XML documents XQuery Stores XML Documents natively, compresses and preserves in a hierarchical manner. As an Add-On. Doesn’t offer XML Support, some Modern NoSQL databases lack flexibility. Not designed to store and query both RDF and XML in the same database.
RDF triples SPARQL Stores Natively As an Add-On. No document-stores, wide-column stores, key-value stores that can handle RDF Triples. Dedicated and single purpose to handle RDF Triple Stores.
Geospatial data XQuery, JavaScript Integrates well with Google Maps, Google Earth, ESRI ArcGIS, MS Bing Maps to visualize data. An unstructured component of a geospatial data gets difficult to search or lost. Degree of Indexing and search Varies. Meant for Single Purpose, Cannot handle RDF Tripe Store and Geospatial data same time.

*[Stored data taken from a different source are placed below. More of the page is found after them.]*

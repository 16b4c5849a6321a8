//! Await helpers over `watch` channels used as level-triggered signals.
//!
//! Each helper drops the borrowed value before returning, so callers may
//! write to the same channel right after the await.

use tokio::sync::{mpsc, watch};

/// Resolve once the flag is `true`
pub(crate) async fn wait_true(rx: &mut watch::Receiver<bool>) {
    let _ = rx.wait_for(|set| *set).await;
}

/// Resolve once the epoch differs from `epoch`
pub(crate) async fn wait_changed(rx: &mut watch::Receiver<u64>, epoch: u64) {
    let _ = rx.wait_for(|current| *current != epoch).await;
}

/// Resolve once the value reaches `target`
pub(crate) async fn wait_at_least(rx: &mut watch::Receiver<u64>, target: u64) {
    let _ = rx.wait_for(|current| *current >= target).await;
}

/// Next message of an optional source; pending forever while detached
pub(crate) async fn recv_optional(source: &mut Option<mpsc::Receiver<Vec<u8>>>) -> Option<Vec<u8>> {
    match source {
        Some(rx) => rx.recv().await,
        None => std::future::pending().await,
    }
}

/// Recover the guard of a poisoned lock; no invariant spans a panic here
pub(crate) fn lock<T>(mutex: &std::sync::Mutex<T>) -> std::sync::MutexGuard<'_, T> {
    mutex.lock().unwrap_or_else(std::sync::PoisonError::into_inner)
}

Relational Data SQL Relational Data can be ingested and modeled using document model. Example 600 RDBMS Tools can be mapped to 13 XML Schema files. Stores data in rows and columns and queries data using SQL. Limited support for mapping relational data to non-relational model. Requires a connector to move data between relational database and triple store.

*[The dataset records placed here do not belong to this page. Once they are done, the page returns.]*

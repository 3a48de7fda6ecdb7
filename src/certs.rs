//! Certificate store and SNI resolution
//!
//! Hostnames map to secure contexts built from PEM material. An entry may be
//! a `None` sentinel, meaning "registered for TLS but served with the
//! listener's default certificate" (the state ACME hostnames are in until
//! acquisition completes). Entries may carry a renewal timer; the timer is
//! aborted whenever its entry is replaced or removed.

use anyhow::{anyhow, Context};
use parking_lot::RwLock;
use rustls::pki_types::{CertificateDer, PrivateKeyDer};
use rustls::server::{ClientHello, ResolvesServerCert};
use rustls::sign::CertifiedKey;
use std::collections::HashMap;
use std::io::BufReader;
use std::path::Path;
use std::sync::Arc;
use std::time::SystemTime;
use tokio::task::AbortHandle;
use tracing::debug;

struct CertEntry {
    /// `None` means "use the listener default".
    ctx: Option<Arc<CertifiedKey>>,
    renewal: Option<AbortHandle>,
}

impl Drop for CertEntry {
    fn drop(&mut self) {
        if let Some(timer) = self.renewal.take() {
            timer.abort();
        }
    }
}

/// hostname → secure context, shared between the control plane and the SNI
/// callback. The callback is synchronous, hence the sync lock.
#[derive(Default)]
pub struct CertStore {
    entries: RwLock<HashMap<String, CertEntry>>,
}

impl CertStore {
    pub fn new() -> Self {
        Self::default()
    }

    /// Install (or atomically replace) the context for a hostname. A pending
    /// renewal timer survives the swap.
    pub fn install(&self, hostname: &str, ctx: Option<Arc<CertifiedKey>>) {
        let hostname = hostname.to_lowercase();
        let mut entries = self.entries.write();
        match entries.get_mut(&hostname) {
            Some(entry) => entry.ctx = ctx,
            None => {
                entries.insert(hostname.clone(), CertEntry { ctx, renewal: None });
            }
        }
        debug!(hostname = %hostname, "Certificate entry installed");
    }

    /// Attach a renewal timer, aborting any previous one.
    pub fn set_renewal(&self, hostname: &str, timer: AbortHandle) {
        let mut entries = self.entries.write();
        let entry = entries.entry(hostname.to_lowercase()).or_insert(CertEntry {
            ctx: None,
            renewal: None,
        });
        if let Some(old) = entry.renewal.replace(timer) {
            old.abort();
        }
    }

    pub fn contains(&self, hostname: &str) -> bool {
        self.entries.read().contains_key(hostname)
    }

    /// Context for a hostname. `None` on a miss or on the default-cert
    /// sentinel; the caller falls back to the listener default either way.
    pub fn context_for(&self, hostname: &str) -> Option<Arc<CertifiedKey>> {
        self.entries.read().get(hostname)?.ctx.clone()
    }

    /// Drop a hostname's entry, aborting its renewal timer.
    pub fn remove(&self, hostname: &str) {
        if self.entries.write().remove(hostname).is_some() {
            debug!(hostname, "Certificate entry removed");
        }
    }

    /// Drop everything. Called on proxy close so no renewal timer outlives
    /// the listeners.
    pub fn clear(&self) {
        self.entries.write().clear();
    }

    pub fn len(&self) -> usize {
        self.entries.read().len()
    }

    pub fn is_empty(&self) -> bool {
        self.entries.read().is_empty()
    }
}

/// SNI resolver for one HTTPS listener: store hit wins, listener default
/// otherwise.
pub struct SniResolver {
    store: Arc<CertStore>,
    default: Arc<CertifiedKey>,
}

impl std::fmt::Debug for SniResolver {
    fn fmt(&self, f: &mut std::fmt::Formatter<'_>) -> std::fmt::Result {
        f.debug_struct("SniResolver")
            .field("entries", &self.store.len())
            .finish()
    }
}

impl SniResolver {
    pub fn new(store: Arc<CertStore>, default: Arc<CertifiedKey>) -> Self {
        Self { store, default }
    }
}

impl ResolvesServerCert for SniResolver {
    fn resolve(&self, client_hello: ClientHello<'_>) -> Option<Arc<CertifiedKey>> {
        let from_store = client_hello
            .server_name()
            .and_then(|name| self.store.context_for(name));
        Some(from_store.unwrap_or_else(|| Arc::clone(&self.default)))
    }
}

/// Read every certificate in a PEM file. Bundles are split at each
/// certificate boundary into individual entries.
pub fn load_cert_file(path: &Path) -> anyhow::Result<Vec<CertificateDer<'static>>> {
    let data = std::fs::read(path)
        .with_context(|| format!("failed to read certificate file {}", path.display()))?;
    let certs: Vec<CertificateDer<'static>> =
        rustls_pemfile::certs(&mut BufReader::new(&data[..]))
            .collect::<Result<_, _>>()
            .with_context(|| format!("invalid PEM in {}", path.display()))?;
    if certs.is_empty() {
        return Err(anyhow!("no certificates found in {}", path.display()));
    }
    Ok(certs)
}

/// Read the first private key in a PEM file.
pub fn load_key_file(path: &Path) -> anyhow::Result<PrivateKeyDer<'static>> {
    let data = std::fs::read(path)
        .with_context(|| format!("failed to read key file {}", path.display()))?;
    load_key_pem(&data).ok_or_else(|| anyhow!("no private key found in {}", path.display()))
}

/// Pull a private key out of PEM bytes.
pub fn load_key_pem(data: &[u8]) -> Option<PrivateKeyDer<'static>> {
    let mut reader = BufReader::new(data);
    loop {
        match rustls_pemfile::read_one(&mut reader) {
            Ok(Some(rustls_pemfile::Item::Pkcs1Key(key))) => return Some(key.into()),
            Ok(Some(rustls_pemfile::Item::Pkcs8Key(key))) => return Some(key.into()),
            Ok(Some(rustls_pemfile::Item::Sec1Key(key))) => return Some(key.into()),
            Ok(Some(_)) => continue,
            Ok(None) | Err(_) => return None,
        }
    }
}

/// Build a secure context from in-memory PEM material. `extra_chain` (a CA
/// bundle, or the issuer chain from an ACME order) is appended to the
/// certificate chain.
pub fn certified_key_from_pem(
    key_pem: &[u8],
    cert_pem: &[u8],
    extra_chain: Option<&[u8]>,
) -> anyhow::Result<CertifiedKey> {
    let mut certs: Vec<CertificateDer<'static>> =
        rustls_pemfile::certs(&mut BufReader::new(cert_pem))
            .collect::<Result<_, _>>()
            .context("invalid certificate PEM")?;
    if certs.is_empty() {
        return Err(anyhow!("certificate PEM contains no certificates"));
    }
    if let Some(chain) = extra_chain {
        let chain_certs: Vec<CertificateDer<'static>> =
            rustls_pemfile::certs(&mut BufReader::new(chain))
                .collect::<Result<_, _>>()
                .context("invalid chain PEM")?;
        certs.extend(chain_certs);
    }

    let key = load_key_pem(key_pem).ok_or_else(|| anyhow!("key PEM contains no private key"))?;
    let signing_key = rustls::crypto::ring::sign::any_supported_type(&key)
        .map_err(|e| anyhow!("unsupported private key: {}", e))?;
    Ok(CertifiedKey::new(certs, signing_key))
}

/// Build a secure context from PEM files on disk.
pub fn certified_key_from_files(
    key: &Path,
    cert: &Path,
    ca: Option<&Path>,
) -> anyhow::Result<CertifiedKey> {
    let mut certs = load_cert_file(cert)?;
    if let Some(ca_path) = ca {
        certs.extend(load_cert_file(ca_path)?);
    }
    let key = load_key_file(key)?;
    let signing_key = rustls::crypto::ring::sign::any_supported_type(&key)
        .map_err(|e| anyhow!("unsupported private key: {}", e))?;
    Ok(CertifiedKey::new(certs, signing_key))
}

/// Expiry (notAfter) of a DER certificate.
pub fn cert_expiry(cert: &CertificateDer<'_>) -> Option<SystemTime> {
    use x509_parser::prelude::*;

    let (_, parsed) = X509Certificate::from_der(cert.as_ref()).ok()?;
    let timestamp = parsed.validity().not_after.timestamp();
    if timestamp < 0 {
        return None;
    }
    Some(SystemTime::UNIX_EPOCH + std::time::Duration::from_secs(timestamp as u64))
}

It is here with Semantics, Tiered Storage, Elasticity and Hadoop Direct Access. It only works on 64-bit Amazon EC2 instances as there is no 32-bit version of MarkLogic. It is a fully ACID-compliant transactional data store so it requires substantial input/output (I/O) throughput which AWS is fully equipped to provision. It supports S3 as a data store. But because Amazon S3 does not currently support “append,” it cannot be used as a primary storage. We can use the AWS Cloud Formation templates in conjunction with DevOps tools like Ansible, Puppet, or Chef to manage configuration and deployment. Although storage-optimized instance types offer extremely good I/O throughput, the storage is ephemeral. Because of the risk of data loss should a host fail, we do not currently recommend using ephemeral volumes for forest data, unless data loss is an acceptable risk for the application. As always the M3 general purpose series Amazon EC2 instance types are good fits for MarkLogic deployments too also are the compute-optimized C3 series instances and for applications requiring large numbers of range indexes or semantics triple store use cases, the R3 memory-optimized instance types may also be appropriate.

— Chakradhari Sharma (AWS Solution Architect), TechMinfy!!